TIMESTAMP compatibility for Parquet files

Impala stores and retrieves the TIMESTAMP values verbatim, with no adjustment for the time zone. When writing Parquet files, Hive and Spark SQL both normalize all TIMESTAMP values to the UTC time zone. During a query, Spark SQL assumes that all TIMESTAMP values have been normalized this way and reflect dates and times in the UTC time zone. Therefore, Spark SQL adjusts the retrieved date/time values to reflect the local time zone of the server. SPARK-12297 introduces a configuration setting, spark.sql.parquet.int96TimestampConversion=true, that you can set to change the interpretation of TIMESTAMP values read from Parquet files that were written by Impala, to match the Impala behavior.

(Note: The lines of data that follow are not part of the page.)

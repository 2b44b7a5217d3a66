//! The static category registry.
//!
//! Two record shapes cover the two code families: [`NumericCategory`] for
//! `DDTT` drawings, keyed by the two-digit category, and [`CodeCategory`] for
//! letter-prefixed documents, keyed by the full code. The tables are checked
//! once when the [`Registry`] is built and are never mutated afterwards.

use std::{
    collections::{BTreeMap, BTreeSet},
    sync::LazyLock,
};

use super::{Code, Package};

const ALL: &[Package] = &[
    Package::ForClient,
    Package::ForManufacture,
    Package::ForInstallation,
];
const MANUFACTURE_INSTALLATION: &[Package] = &[Package::ForManufacture, Package::ForInstallation];
const CLIENT_INSTALLATION: &[Package] = &[Package::ForClient, Package::ForInstallation];
const CLIENT_MANUFACTURE: &[Package] = &[Package::ForClient, Package::ForManufacture];
const MANUFACTURE: &[Package] = &[Package::ForManufacture];

/// Metadata for a two-digit drawing category.
#[derive(Debug, Clone, Copy, PartialEq, Eq)]
pub struct NumericCategory {
    /// Two-digit category key, e.g. `"11"`.
    pub key: &'static str,
    /// Human-readable label.
    pub label: &'static str,
    /// Optional longer description.
    pub description: Option<&'static str>,
    /// Whether the type digits distinguish individual elements.
    pub element_based: bool,
    /// Audiences the category is issued to.
    pub packages: &'static [Package],
}

impl NumericCategory {
    /// Returns an owned copy of the package set.
    #[must_use]
    pub fn packages(&self) -> BTreeSet<Package> {
        self.packages.iter().copied().collect()
    }
}

/// The family a letter-prefixed code belongs to, given by its prefix.
#[derive(Debug, Clone, Copy, PartialEq, Eq, PartialOrd, Ord)]
pub enum Family {
    /// `D` codes.
    Document,
    /// `C` codes.
    Calculation,
    /// `M` codes.
    Model,
    /// `P` codes.
    Protocol,
}

impl Family {
    /// Returns the family for a code prefix, if it is one of `D`, `C`, `M`, `P`.
    #[must_use]
    pub const fn from_prefix(prefix: char) -> Option<Self> {
        match prefix {
            'D' => Some(Self::Document),
            'C' => Some(Self::Calculation),
            'M' => Some(Self::Model),
            'P' => Some(Self::Protocol),
            _ => None,
        }
    }
}

/// Metadata for a letter-prefixed document code.
#[derive(Debug, Clone, Copy, PartialEq, Eq)]
pub struct CodeCategory {
    /// Full code key, e.g. `"D000"`.
    pub key: &'static str,
    /// Human-readable label.
    pub label: &'static str,
    /// Optional longer description.
    pub description: Option<&'static str>,
    /// Audiences the document is issued to.
    pub packages: &'static [Package],
}

impl CodeCategory {
    /// Returns an owned copy of the package set.
    #[must_use]
    pub fn packages(&self) -> BTreeSet<Package> {
        self.packages.iter().copied().collect()
    }
}

const fn numeric(
    key: &'static str,
    label: &'static str,
    element_based: bool,
    packages: &'static [Package],
) -> NumericCategory {
    NumericCategory {
        key,
        label,
        description: None,
        element_based,
        packages,
    }
}

const fn coded(
    key: &'static str,
    label: &'static str,
    description: &'static str,
    packages: &'static [Package],
) -> CodeCategory {
    CodeCategory {
        key,
        label,
        description: Some(description),
        packages,
    }
}

/// Numeric drawing categories.
pub const DRAWING_CATEGORIES: &[NumericCategory] = &[
    // wall panels / primary structure
    NumericCategory {
        description: Some("Plan layout with panel numbering"),
        ..numeric("10", "Panel general arrangement", false, ALL)
    },
    numeric("11", "Concrete layout", true, ALL),
    numeric("12", "Concrete layout detail", true, ALL),
    numeric("13", "Reinforcement layout", true, MANUFACTURE_INSTALLATION),
    numeric("14", "Reinforcement layout detail", true, MANUFACTURE_INSTALLATION),
    numeric("19", "Drilling areas / general", true, MANUFACTURE_INSTALLATION),
    // buttresses
    numeric("41", "Buttress concrete layout", true, ALL),
    numeric("42", "Buttress concrete layout detail", true, ALL),
    numeric("43", "Buttress reinforcement layout", true, MANUFACTURE_INSTALLATION),
    numeric("44", "Buttress reinforcement layout detail", true, MANUFACTURE_INSTALLATION),
    // base, excavation, setting out
    numeric("50", "Setting out / reference", false, MANUFACTURE_INSTALLATION),
    numeric("51", "Excavation", false, ALL),
    // roof
    numeric("60", "Roof layout (legacy)", false, CLIENT_INSTALLATION),
    numeric("61", "Roof concrete layout", true, ALL),
    numeric("62", "Roof concrete layout detail", true, ALL),
    numeric("63", "Roof reinforcement layout", true, MANUFACTURE_INSTALLATION),
    numeric("64", "Roof reinforcement layout detail", true, MANUFACTURE_INSTALLATION),
    // baseplate
    NumericCategory {
        description: Some("Interfaces and relation drawings"),
        ..numeric("70", "Baseplate relations", false, ALL)
    },
    numeric("71", "Baseplate geometry", false, ALL),
    numeric("72", "Baseplate geometry detail", false, MANUFACTURE_INSTALLATION),
    NumericCategory {
        description: Some("Base mesh and ring beam stirrups"),
        ..numeric("73", "Baseplate reinforcement", false, MANUFACTURE_INSTALLATION)
    },
    // alternative roof
    numeric("80", "Roof layout (alternative legacy)", false, ALL),
    numeric("81", "Roof concrete layout", true, ALL),
    numeric("82", "Roof concrete layout detail", true, ALL),
    numeric("83", "Roof reinforcement layout", true, MANUFACTURE_INSTALLATION),
    numeric("84", "Roof reinforcement layout detail", true, MANUFACTURE_INSTALLATION),
    // temporary works
    numeric("90", "Temporary works general", false, MANUFACTURE_INSTALLATION),
    numeric("91", "Temporary works concrete layout", true, MANUFACTURE_INSTALLATION),
    numeric("92", "Temporary works detail", true, MANUFACTURE_INSTALLATION),
    numeric("93", "Temporary works reinforcement layout", true, MANUFACTURE_INSTALLATION),
    numeric("94", "Temporary works reinforcement detail", true, MANUFACTURE_INSTALLATION),
];

/// `D` codes.
pub const DOCUMENT_CATEGORIES: &[CodeCategory] = &[
    coded(
        "D000",
        "Drawing list / document register",
        "Index of drawings and documents for the project",
        CLIENT_INSTALLATION,
    ),
    coded(
        "D010",
        "Official order (manufacture)",
        "Manufacture order list with drawing references and required panel quantities",
        MANUFACTURE,
    ),
    coded(
        "D100",
        "Design risk assessment",
        "Designer risk assessment and hazard identification",
        CLIENT_INSTALLATION,
    ),
    coded(
        "D110",
        "User / operator manual",
        "Operation, use, and maintenance instructions",
        CLIENT_INSTALLATION,
    ),
];

/// `C` codes.
pub const CALCULATION_CATEGORIES: &[CodeCategory] = &[
    coded(
        "C100",
        "Baseplate calculations",
        "Structural design calculations for baseplate",
        ALL,
    ),
    coded(
        "C110",
        "Wall panel calculations",
        "Structural design calculations for wall panels",
        ALL,
    ),
    coded(
        "C120",
        "Wall propping calculations",
        "Temporary propping and stability calculations",
        MANUFACTURE_INSTALLATION,
    ),
    coded(
        "C130",
        "Roof calculations",
        "Structural design calculations for roof elements",
        ALL,
    ),
    coded(
        "C190",
        "General calculations",
        "General or supporting structural calculations",
        ALL,
    ),
];

/// `M` codes.
pub const MODEL_CATEGORIES: &[CodeCategory] = &[coded(
    "M100",
    "3D model (tank)",
    "Native 3D coordination and reference model",
    CLIENT_MANUFACTURE,
)];

/// `P` codes.
pub const PROTOCOL_CATEGORIES: &[CodeCategory] = &[
    coded(
        "P100",
        "Installation / post-tensioning protocol",
        "General installation and post-tensioning procedure",
        MANUFACTURE_INSTALLATION,
    ),
    coded(
        "P110",
        "Wall panel tensioning protocol",
        "Procedure for stressing wall panel tendons",
        MANUFACTURE_INSTALLATION,
    ),
    coded(
        "P120",
        "Tendon elongation records",
        "Measured and calculated tendon elongations",
        MANUFACTURE_INSTALLATION,
    ),
    coded(
        "P130",
        "Stressing sequence documentation",
        "Defined stressing order and sequence",
        MANUFACTURE_INSTALLATION,
    ),
    coded(
        "P190",
        "Other installation / PT documents",
        "Other installation or post-tensioning records",
        MANUFACTURE_INSTALLATION,
    ),
];

static BUILT_IN: LazyLock<Registry> = LazyLock::new(|| {
    Registry::new(
        DRAWING_CATEGORIES,
        [
            DOCUMENT_CATEGORIES,
            CALCULATION_CATEGORIES,
            MODEL_CATEGORIES,
            PROTOCOL_CATEGORIES,
        ]
        .concat(),
    )
    .expect("built-in category tables are valid")
});

/// Lookup of category metadata by numeric category or full code.
///
/// Misses are never errors: callers treat an absent entry as unclassifiable.
#[derive(Debug, Clone)]
pub struct Registry {
    numeric: BTreeMap<&'static str, NumericCategory>,
    codes: BTreeMap<&'static str, CodeCategory>,
}

impl Registry {
    /// Builds a registry from category tables, checking every key.
    ///
    /// Letter-prefixed families are merged into a single table keyed by the
    /// full code.
    ///
    /// # Errors
    ///
    /// Returns an error if a key has the wrong shape or appears twice.
    pub fn new(
        numeric: &[NumericCategory],
        codes: impl IntoIterator<Item = CodeCategory>,
    ) -> Result<Self, RegistryError> {
        let mut numeric_map = BTreeMap::new();
        for category in numeric {
            if category.key.len() != 2 || !category.key.bytes().all(|b| b.is_ascii_digit()) {
                return Err(RegistryError::InvalidKey(category.key));
            }
            if numeric_map.insert(category.key, *category).is_some() {
                return Err(RegistryError::DuplicateKey(category.key));
            }
        }

        let mut code_map = BTreeMap::new();
        for category in codes {
            match category.key.parse::<Code>() {
                Ok(Code::Alphanumeric(code))
                    if code.as_str() == category.key
                        && Family::from_prefix(code.prefix()).is_some() => {}
                _ => return Err(RegistryError::InvalidKey(category.key)),
            }
            if code_map.insert(category.key, category).is_some() {
                return Err(RegistryError::DuplicateKey(category.key));
            }
        }

        Ok(Self {
            numeric: numeric_map,
            codes: code_map,
        })
    }

    /// Returns the process-wide registry built from the built-in tables.
    #[must_use]
    pub fn global() -> &'static Self {
        &BUILT_IN
    }

    /// Looks up a two-digit drawing category.
    #[must_use]
    pub fn numeric(&self, category: &str) -> Option<&NumericCategory> {
        self.numeric.get(category)
    }

    /// Looks up a letter-prefixed code.
    #[must_use]
    pub fn code(&self, code: &str) -> Option<&CodeCategory> {
        self.codes.get(code)
    }
}

/// Errors found while building a [`Registry`].
#[derive(Debug, thiserror::Error, PartialEq, Eq)]
pub enum RegistryError {
    /// A key does not have the shape its table requires.
    #[error("Invalid category key '{0}'")]
    InvalidKey(&'static str),

    /// A key appears more than once across the tables.
    #[error("Duplicate category key '{0}'")]
    DuplicateKey(&'static str),
}

#[cfg(test)]
mod tests {
    use super::*;

    #[test]
    fn built_in_tables_are_valid() {
        let registry = Registry::global();
        for category in DRAWING_CATEGORIES {
            assert_eq!(registry.numeric(category.key), Some(category));
        }
        for table in [
            DOCUMENT_CATEGORIES,
            CALCULATION_CATEGORIES,
            MODEL_CATEGORIES,
            PROTOCOL_CATEGORIES,
        ] {
            for category in table {
                assert_eq!(registry.code(category.key), Some(category));
            }
        }
    }

    #[test]
    fn families_are_merged() {
        let registry = Registry::global();
        for key in ["D000", "C110", "M100", "P110"] {
            assert!(registry.code(key).is_some(), "missing {key}");
        }
    }

    #[test]
    fn lookup_miss_is_none() {
        let registry = Registry::global();
        assert!(registry.numeric("99").is_none());
        assert!(registry.code("D999").is_none());
        assert!(registry.code("").is_none());
    }

    #[test]
    fn numeric_metadata() {
        let concrete = Registry::global().numeric("11").unwrap();
        assert_eq!(concrete.label, "Concrete layout");
        assert!(concrete.element_based);
        assert_eq!(concrete.packages(), Package::ALL.into_iter().collect());

        let legacy_roof = Registry::global().numeric("60").unwrap();
        assert!(!legacy_roof.element_based);
        assert!(!legacy_roof.packages().contains(&Package::ForManufacture));
    }

    #[test]
    fn packages_are_copied() {
        let mut packages = Registry::global().numeric("11").unwrap().packages();
        packages.clear();
        assert_eq!(Registry::global().numeric("11").unwrap().packages().len(), 3);
    }

    #[test]
    fn duplicate_keys_are_rejected() {
        let tables = [numeric("11", "a", true, ALL), numeric("11", "b", true, ALL)];
        let error = Registry::new(&tables, []).unwrap_err();
        assert_eq!(error, RegistryError::DuplicateKey("11"));
    }

    #[test]
    fn malformed_keys_are_rejected() {
        let error = Registry::new(&[numeric("1", "a", true, ALL)], []).unwrap_err();
        assert_eq!(error, RegistryError::InvalidKey("1"));

        let error = Registry::new(&[], [coded("X100", "a", "b", ALL)]).unwrap_err();
        assert_eq!(error, RegistryError::InvalidKey("X100"));

        let error = Registry::new(&[], [coded("d000", "a", "b", ALL)]).unwrap_err();
        assert_eq!(error, RegistryError::InvalidKey("d000"));
    }

    #[test]
    fn family_from_prefix() {
        assert_eq!(Family::from_prefix('M'), Some(Family::Model));
        assert_eq!(Family::from_prefix('X'), None);
    }
}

The following sequence of examples show how, by default, TIMESTAMP values written to a Parquet table by an Apache Impala SQL statement are interpreted differently when queried by Spark SQL, and vice versa.

The initial Parquet table is created by Impala, and some TIMESTAMP values are written to it by Impala, representing midnight of one day, noon of another day, and an early afternoon time from the Pacific Daylight Savings time zone. (The second and third tables are created with the same structure and file format, for use in subsequent examples.)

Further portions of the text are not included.